INPUT FOR THIS TASK >>
......

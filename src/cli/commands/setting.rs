use crate::cli::Context;
use crate::cli::parser::SettingCmd;
use crate::core::settings::SettingsLogic;
use crate::errors::{AppError, AppResult};
use crate::models::setting::{Setting, SettingType};
use crate::ui::messages::{info, success};
use crate::utils::table::{Column, Table};

pub fn handle(cmd: &SettingCmd, ctx: &Context) -> AppResult<()> {
    let mut pool = ctx.open()?;

    match cmd {
        SettingCmd::List => print_settings(&SettingsLogic::list(&pool)?),

        SettingCmd::Get { key } => print_settings(&[SettingsLogic::get_setting(&pool, key)?]),

        SettingCmd::Set {
            key,
            value,
            kind,
            description,
        } => {
            let actor = ctx.actor(&pool)?;
            let kind = SettingType::from_db_str(kind).ok_or_else(|| {
                AppError::InvalidInput(format!(
                    "invalid type '{}', use decimal, integer, boolean or string",
                    kind
                ))
            })?;
            let s = SettingsLogic::set(&mut pool, &actor, key, value, kind, description)?;
            success(format!("Setting '{}' created = {}", s.key, s.value));
        }

        SettingCmd::Update {
            key,
            value,
            description,
        } => {
            let actor = ctx.actor(&pool)?;
            let s = SettingsLogic::update(&mut pool, &actor, key, value, description.as_deref())?;
            success(format!("Setting '{}' updated = {}", s.key, s.value));
        }

        SettingCmd::Del { key } => {
            let actor = ctx.actor(&pool)?;
            SettingsLogic::delete(&mut pool, &actor, key)?;
            success(format!("Setting '{}' deleted", key.trim().to_lowercase()));
        }

        SettingCmd::Init => {
            let actor = ctx.actor(&pool)?;
            let created = SettingsLogic::initialize_defaults(&mut pool, &actor)?;
            if created.is_empty() {
                info("Default settings already present.");
            } else {
                success(format!("Created: {}", created.join(", ")));
            }
        }
    }

    Ok(())
}

fn print_settings(items: &[Setting]) {
    if items.is_empty() {
        info("No settings stored. Run `setting init` to create the defaults.");
        return;
    }

    let mut table = Table::new(vec![
        Column::left("KEY"),
        Column::right("VALUE"),
        Column::left("TYPE"),
        Column::left("DESCRIPTION"),
        Column::left("UPDATED"),
    ]);
    for s in items {
        table.add_row(vec![
            s.key.clone(),
            s.value.to_string(),
            s.kind.to_db_str().to_string(),
            s.description.clone(),
            s.updated_at.clone(),
        ]);
    }
    table.print();
}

......

WHAT IS BEING ASKED >> Find the lines in the data that include "format", then copy each of them.

EXERCISE RESULT >>
                AppError::InvalidInput(format!(
            success(format!("Setting '{}' created = {}", s.key, s.value));
            success(format!("Setting '{}' updated = {}", s.key, s.value));
            success(format!("Setting '{}' deleted", key.trim().to_lowercase()));
                success(format!("Created: {}", created.join(", ")));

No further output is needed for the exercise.